The death of "irreplaceable" Charlie Whiting has cast a shadow over the season-opening Australian Grand Prix in Melbourne.
Whiting, who carried out a wide range of duties as the FIA Formula One race director, died on Thursday from a pulmonary embolism in the southern Australian city where he was due to work this weekend.
News of the Briton's death filtered through the paddock at Albert Park on the eve of Friday's first practice session, with seminal figures from motorsport among those paying tribute.
Reigning world champion Lewis Hamilton said Whiting was an "iconic figure in the sport".
He added: "What he did for the sport and his commitment, he really was a pillar.
"I've known Charlie since I started in 2007... what he did for the sport, his commitment, he really was an iconic figure."
Four-time world champion Sebastian Vettel said he only spoke to Whiting on Wednesday.
He said: "You could ask anything at any time, his door was always open.
"He was a racer, he was just a very nice guy."
Christian Horner, team principal at Red Bull Racing, said Whiting was a man with "great integrity" and "performed a difficult role in a balanced way".
He added: "Charlie has played a key role in this sport and has been the referee and voice of reason as Race Director for many years.
"At heart, he was a racer with his origins stretching back to his time at Hesketh and the early days of Brabham.
"Charlie was a great man who will be sadly missed by the entire Formula 1 paddock and the wider motorsport community."
Former world champion Mario Andretti tweeted: "Totally shocking news of Charlie Whiting's passing.
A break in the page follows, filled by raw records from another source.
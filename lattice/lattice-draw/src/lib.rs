//! 2-D schematic rendering for beamlines.
//!
//! Draws a [`lattice_types::Beamline`] as a survey schematic - a
//! centerline trace with one coloured rectangle per element - onto any
//! backend implementing the [`Canvas`] trait, and lays out stacked
//! optics axes with thin lattice strips through the [`Figure`] trait.
//! Pick and key events from the backend's event loop are routed through
//! the [`Schematic`] handle returned by [`draw`].
//!
//! # Example
//!
//! ```
//! use lattice_draw::{draw, Canvas, SchematicStyle};
//! use lattice_types::{Beamline, Element};
//! use nalgebra::Point3;
//!
//! # struct NullCanvas(usize);
//! # impl Canvas for NullCanvas {
//! #     fn polyline(&mut self, _: &[(f64, f64)], _: &lattice_draw::LineStyle) {}
//! #     fn rect(&mut self, _: &lattice_draw::RectSpec) -> lattice_draw::PatchId {
//! #         self.0 += 1;
//! #         lattice_draw::PatchId(self.0 - 1)
//! #     }
//! #     fn annotate(&mut self, _: &str, _: (f64, f64), _: bool) -> lattice_draw::AnnotationId {
//! #         lattice_draw::AnnotationId(0)
//! #     }
//! #     fn set_annotation_visible(&mut self, _: lattice_draw::AnnotationId, _: bool) {}
//! #     fn annotation_visible(&self, _: lattice_draw::AnnotationId) -> bool { false }
//! #     fn set_ylim(&mut self, _: f64, _: f64) {}
//! #     fn strip_decorations(&mut self) {}
//! #     fn request_redraw(&mut self) {}
//! # }
//! let line = Beamline::new(vec![
//!     Element::drift("d1", Point3::new(0.0, 0.0, 1.0), 1.0),
//!     Element::quadrupole("qf", Point3::new(0.0, 0.0, 1.5), 0.5, 0.2),
//! ]);
//!
//! let mut canvas = NullCanvas(0);
//! let schematic = draw(&mut canvas, &line, &SchematicStyle::default())?;
//! assert_eq!(schematic.annotation_count(), 2);
//! # Ok::<(), lattice_draw::DrawError>(())
//! ```

#![warn(missing_docs)]
#![warn(clippy::all)]
#![warn(clippy::pedantic)]
#![deny(clippy::unwrap_used)]
#![deny(clippy::expect_used)]
#![allow(clippy::module_name_repetitions)]
#![allow(clippy::must_use_candidate)]

mod canvas;
mod color;
mod error;
mod layout;
#[cfg(test)]
mod recording;
mod schematic;

pub use canvas::{AnnotationId, Canvas, Figure, LineStyle, PatchId, RectSpec};
pub use color::{Color, ColorMap};
pub use error::{DrawError, Result};
pub use layout::{subplots_with_lattice, subplots_with_lattices, AxesStack};
pub use schematic::{draw, draw_centerline, Schematic, SchematicStyle, MAGNET_WIDTH};
//! In-memory canvas and figure doubles used by the unit tests.

use crate::canvas::{AnnotationId, Canvas, Figure, LineStyle, PatchId, RectSpec};

/// A recorded annotation.
#[derive(Debug, Clone, PartialEq)]
pub struct RecordedAnnotation {
    pub text: String,
    pub at: (f64, f64),
    pub visible: bool,
}

/// A canvas that records every drawing call verbatim.
#[derive(Debug, Default)]
pub struct RecordingCanvas {
    pub lines: Vec<(Vec<(f64, f64)>, LineStyle)>,
    pub rects: Vec<RectSpec>,
    pub annotations: Vec<RecordedAnnotation>,
    pub ylim: Option<(f64, f64)>,
    pub decorations_stripped: bool,
    pub redraws: usize,
}

impl Canvas for RecordingCanvas {
    fn polyline(&mut self, points: &[(f64, f64)], style: &LineStyle) {
        self.lines.push((points.to_vec(), style.clone()));
    }

    fn rect(&mut self, spec: &RectSpec) -> PatchId {
        self.rects.push(spec.clone());
        PatchId(self.rects.len() - 1)
    }

    fn annotate(&mut self, text: &str, at: (f64, f64), visible: bool) -> AnnotationId {
        self.annotations.push(RecordedAnnotation {
            text: text.to_string(),
            at,
            visible,
        });
        AnnotationId(self.annotations.len() - 1)
    }

    fn set_annotation_visible(&mut self, id: AnnotationId, visible: bool) {
        self.annotations[id.0].visible = visible;
    }

    fn annotation_visible(&self, id: AnnotationId) -> bool {
        self.annotations[id.0].visible
    }

    fn set_ylim(&mut self, low: f64, high: f64) {
        self.ylim = Some((low, high));
    }

    fn strip_decorations(&mut self) {
        self.decorations_stripped = true;
    }

    fn request_redraw(&mut self) {
        self.redraws += 1;
    }
}

/// A figure that hands out [`RecordingCanvas`] rows and remembers the
/// layout it was asked for.
#[derive(Debug, Default)]
pub struct RecordingFigure {
    pub height_ratios: Vec<f64>,
    pub hspace: f64,
}

impl Figure for RecordingFigure {
    type Axes = RecordingCanvas;

    fn subplots(&mut self, height_ratios: &[f64], hspace: f64) -> Vec<Self::Axes> {
        self.height_ratios = height_ratios.to_vec();
        self.hspace = hspace;
        height_ratios
            .iter()
            .map(|_| RecordingCanvas::default())
            .collect()
    }
}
Charlie was a true Giant in our sport and very possibly irreplaceable. Sincere condolences to his family and everyone who appreciated this man. RIPmyfriend."
Several Formula One teams also paid tribute to Whiting after news of his death broke.
Renault described him as "one of the pillars and leaders of the sport," adding he "will be sorely missed".
The sentiment has been echoed by McLaren driver Carlos Sainz, Valtteri Bottas of Mercedes and George Russell, who competes for Williams.
It is expected the opening of the F1 season at Melbourne this weekend will include tributes to Whiting.
His four-decade career on the paddock started in 1977, working for Hesketh Racing. But his passion for the sport began at a much earlier date, stemming from fixing up cars with his brother at their home in Kent.
Whiting rose through the ranks to become essentially the sport's leading referee and, with more than 400 Grands Prix under his belt, part and parcel of the sport.
It was his uncompromising attitude to driver safety which earned him his reputation.
He would rigorously inspect circuits, checking a range of new tracks on the GP calendar for suitability, as well as looking at how safety could be improved within the car.
One of the more notable incidents in his career came stateside in 2005, when all but six drivers completed the United States Grand Prix owing to tyre concerns.
Concerns were raised about the safety of tyres brought by Michelin to the Indianapolis Motor Speedway. Whiting was asked to alter one of the corners which would allow seven teams to race safely.
He refused, leading to the farcical sight of 14 cars retiring after the parade lap. Writing to teams, he said it would be "grossly unfair to those teams which have come to Indianapolis with the correct tyres".
Whiting is credited with being among those who backed the introduction of the halo device, which helped Charles Leclerc avoid serious injury after a huge accident at last year's Belgian Grand Prix.
Speaking about his role in 2017 to Top Gear magazine, he said: "I still love it. The buzz is extraordinary. "It's rare I find myself thinking 'well, this is boring'."